[Stored data]
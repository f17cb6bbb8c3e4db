use std::sync::Arc;

use tracing::{debug, warn};

use crate::api::CourseApi;
use crate::error::ApiError;
use crate::models::Role;
use crate::session::Session;

/// What a page knows about the signed-in user.
#[derive(Debug, Clone, Copy, PartialEq, Eq, Default)]
pub struct Identity {
    pub role: Role,
    pub user_id: Option<i64>,
}

impl Identity {
    pub fn is_admin(&self) -> bool {
        self.role == Role::Admin
    }
}

/// Asks the backend who the stored token belongs to. Nothing is decoded
/// locally; each question is its own round trip.
pub struct RoleResolver {
    api: Arc<dyn CourseApi>,
    session: Session,
}

impl RoleResolver {
    pub fn new(api: Arc<dyn CourseApi>, session: Session) -> Self {
        Self { api, session }
    }

    /// `Ok(None)` when there is no token to ask about.
    pub async fn resolve_role(&self) -> Result<Option<Role>, ApiError> {
        let Some(token) = self.session.token() else {
            debug!("no stored token, skipping role lookup");
            return Ok(None);
        };
        let role = self.api.authenticate(&token).await?;
        Ok(Some(role))
    }

    /// Also records the id under `userId` for screens that read it later.
    pub async fn resolve_user_id(&self) -> Result<Option<i64>, ApiError> {
        let Some(token) = self.session.token() else {
            return Ok(None);
        };
        let user_id = self.api.user_id_for_token(&token).await?;
        self.session.set_user_id(user_id)?;
        Ok(Some(user_id))
    }

    /// Failures fall back to the student experience without a user id.
    pub async fn resolve(&self) -> Identity {
        let role = match self.resolve_role().await {
            Ok(role) => role.unwrap_or_default(),
            Err(e) => {
                warn!("Error fetching user type: {}", e);
                Role::default()
            }
        };

        let user_id = match self.resolve_user_id().await {
            Ok(id) => id,
            Err(e) => {
                warn!("Error fetching user id: {}", e);
                None
            }
        };

        Identity { role, user_id }
    }
}
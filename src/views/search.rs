use crate::api::CourseApi;
use crate::error::ApiError;
use crate::models::Course;

/// Single-field search. The query goes out exactly as typed.
#[derive(Debug, Clone, Default)]
pub struct SearchBar {
    query: String,
}

impl SearchBar {
    pub fn new() -> Self {
        Self::default()
    }

    pub fn set_query(&mut self, query: impl Into<String>) {
        self.query = query.into();
    }

    pub fn query(&self) -> &str {
        &self.query
    }

    pub async fn submit(&self, api: &dyn CourseApi) -> Result<Vec<Course>, ApiError> {
        api.search_courses(&self.query).await
    }
}
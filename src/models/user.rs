use std::fmt;
use std::str::FromStr;

use serde::{Deserialize, Serialize};

#[derive(Debug, Clone, Serialize, Deserialize)]
pub struct LoginRequest {
    pub email: String,
    pub password: String,
}

#[derive(Debug, Clone, Serialize, Deserialize)]
pub struct RegistrationRequest {
    pub nickname: String,
    pub email: String,
    pub password: String,
    /// `true` registers an instructor account.
    #[serde(rename = "type")]
    pub is_instructor: bool,
}

#[derive(Debug, Clone, PartialEq, Serialize, Deserialize)]
pub struct User {
    pub id: i64,
    pub nickname: String,
    #[serde(default)]
    pub email: String,
    #[serde(rename = "type", default)]
    pub is_instructor: bool,
}

#[derive(Debug, Clone, Copy, PartialEq, Eq, Default, Serialize, Deserialize)]
#[serde(rename_all = "lowercase")]
pub enum Role {
    #[default]
    Student,
    Admin,
}

impl Role {
    /// Any label other than `admin` gets the non-privileged role.
    pub fn from_label(label: &str) -> Self {
        if label.trim().eq_ignore_ascii_case("admin") {
            Role::Admin
        } else {
            Role::Student
        }
    }

    pub fn as_str(&self) -> &'static str {
        match self {
            Role::Student => "student",
            Role::Admin => "admin",
        }
    }
}

impl FromStr for Role {
    type Err = std::convert::Infallible;

    fn from_str(s: &str) -> Result<Self, Self::Err> {
        Ok(Role::from_label(s))
    }
}

impl fmt::Display for Role {
    fn fmt(&self, f: &mut fmt::Formatter<'_>) -> fmt::Result {
        f.write_str(self.as_str())
    }
}
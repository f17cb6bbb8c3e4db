pub mod capabilities;
pub mod forms;
pub mod render;
pub mod search;

pub use capabilities::{Capabilities, DataSource};
pub use forms::{CourseForm, FormError, LoginForm, RegisterForm};
pub use search::SearchBar;
#[cfg(test)]
mod tests {
    use axum::body::Body;
    use axum::http::Request;
    use tower::ServiceExt;

    use super::*;

    async fn body_json(response: Response) -> Value {
        let bytes = axum::body::to_bytes(response.into_body(), usize::MAX).await.unwrap();
        serde_json::from_slice(&bytes).unwrap()
    }

    #[tokio::test]
    async fn login_rejects_unknown_credentials() {
        let app = router(MockState::seeded());
        let request = Request::post("/users/login")
            .header("content-type", "application/json")
            .body(Body::from(r#"{"email":"nobody@example.com","password":"x"}"#))
            .unwrap();

        let response = app.oneshot(request).await.unwrap();
        assert_eq!(response.status(), StatusCode::UNAUTHORIZED);
        assert_eq!(body_json(response).await["message"], "Invalid credentials");
    }

    #[tokio::test]
    async fn authentication_requires_header() {
        let app = router(MockState::seeded());
        let request = Request::get("/users/authentication").body(Body::empty()).unwrap();

        let response = app.oneshot(request).await.unwrap();
        assert_eq!(response.status(), StatusCode::UNAUTHORIZED);
    }

    #[tokio::test]
    async fn static_routes_win_over_course_id() {
        let state = MockState::seeded();
        let app = router(state.clone());
        let request = Request::get("/courses/search?query=go").body(Body::empty()).unwrap();

        let response = app.oneshot(request).await.unwrap();
        assert_eq!(response.status(), StatusCode::OK);
        let body = body_json(response).await;
        assert_eq!(body["results"].as_array().unwrap().len(), 1);
        assert_eq!(state.hits("GET /courses/search").await, 1);
    }

    #[tokio::test]
    async fn deleting_twice_is_not_found() {
        let app = router(MockState::seeded());
        let first = app
            .clone()
            .oneshot(Request::delete("/courses/2").body(Body::empty()).unwrap())
            .await
            .unwrap();
        assert_eq!(first.status(), StatusCode::NO_CONTENT);

        let second = app
            .oneshot(Request::delete("/courses/delete/2").body(Body::empty()).unwrap())
            .await
            .unwrap();
        assert_eq!(second.status(), StatusCode::NOT_FOUND);
    }
}
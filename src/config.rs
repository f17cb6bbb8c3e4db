use std::env;
use std::path::PathBuf;

use crate::api::RouteStyle;
use crate::error::ApiError;

pub const DEFAULT_API_URL: &str = "http://localhost:8080";
pub const DEFAULT_SESSION_FILE: &str = ".emarve_session.json";

#[derive(Clone, Debug)]
pub struct ClientConfig {
    pub api_base_url: String,
    pub session_path: PathBuf,
    pub route_style: RouteStyle,
}

impl ClientConfig {
    pub fn new_from_env() -> Result<Self, ApiError> {
        dotenvy::dotenv().ok();
        Self::from_lookup(|key| env::var(key).ok())
    }

    pub fn from_lookup<F>(lookup: F) -> Result<Self, ApiError>
    where
        F: Fn(&str) -> Option<String>,
    {
        let api_base_url = lookup("EMARVE_API_URL")
            .filter(|v| !v.trim().is_empty())
            .unwrap_or_else(|| DEFAULT_API_URL.to_string());

        let session_path = lookup("EMARVE_SESSION_FILE")
            .filter(|v| !v.trim().is_empty())
            .map(PathBuf::from)
            .unwrap_or_else(|| PathBuf::from(DEFAULT_SESSION_FILE));

        let route_style = match lookup("EMARVE_ROUTE_STYLE") {
            Some(value) => value
                .parse::<RouteStyle>()
                .map_err(|_| ApiError::Config(format!("EMARVE_ROUTE_STYLE has unknown value: {}", value)))?,
            None => RouteStyle::default(),
        };

        Ok(Self {
            api_base_url: normalize_base_url(&api_base_url),
            session_path,
            route_style,
        })
    }

    pub fn with_api_url(mut self, url: &str) -> Self {
        self.api_base_url = normalize_base_url(url);
        self
    }
}

fn normalize_base_url(url: &str) -> String {
    url.trim().trim_end_matches('/').to_string()
}
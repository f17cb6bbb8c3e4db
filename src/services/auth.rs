use std::sync::Arc;

use tracing::info;

use crate::api::CourseApi;
use crate::error::ApiError;
use crate::models::{LoginRequest, RegistrationRequest};
use crate::routes::Route;
use crate::session::Session;

pub struct AuthService {
    api: Arc<dyn CourseApi>,
    session: Session,
}

impl AuthService {
    pub fn new(api: Arc<dyn CourseApi>, session: Session) -> Self {
        Self { api, session }
    }

    /// Stores the token under both session keys only once the backend accepted it.
    pub async fn login(&self, email: &str, password: &str) -> Result<String, ApiError> {
        let request = LoginRequest {
            email: email.to_string(),
            password: password.to_string(),
        };
        let token = self.api.login(&request).await?;
        self.session.store_token(&token)?;
        info!("logged in as {}", email);
        Ok(token)
    }

    pub async fn register(&self, request: &RegistrationRequest) -> Result<String, ApiError> {
        let message = self.api.register(request).await?;
        info!("registered {}", request.email);
        Ok(message)
    }

    pub fn logout(&self) -> Result<Route, ApiError> {
        self.session.clear()?;
        info!("logged out");
        Ok(Route::Root)
    }
}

Exercise instructions. Looking at the records above, return exactly the lines from the line with "pub struct User" to the line with "fn fmt(&self, f: &mut", both ends included.

Result of the task.
pub struct User {
    pub id: i64,
    pub nickname: String,
    #[serde(default)]
    pub email: String,
    #[serde(rename = "type", default)]
    pub is_instructor: bool,
}

#[derive(Debug, Clone, Copy, PartialEq, Eq, Default, Serialize, Deserialize)]
#[serde(rename_all = "lowercase")]
pub enum Role {
    #[default]
    Student,
    Admin,
}

impl Role {
    /// Any label other than `admin` gets the non-privileged role.
    pub fn from_label(label: &str) -> Self {
        if label.trim().eq_ignore_ascii_case("admin") {
            Role::Admin
        } else {
            Role::Student
        }
    }

    pub fn as_str(&self) -> &'static str {
        match self {
            Role::Student => "student",
            Role::Admin => "admin",
        }
    }
}

impl FromStr for Role {
    type Err = std::convert::Infallible;

    fn from_str(s: &str) -> Result<Self, Self::Err> {
        Ok(Role::from_label(s))
    }
}

impl fmt::Display for Role {
    fn fmt(&self, f: &mut fmt::Formatter<'_>) -> fmt::Result {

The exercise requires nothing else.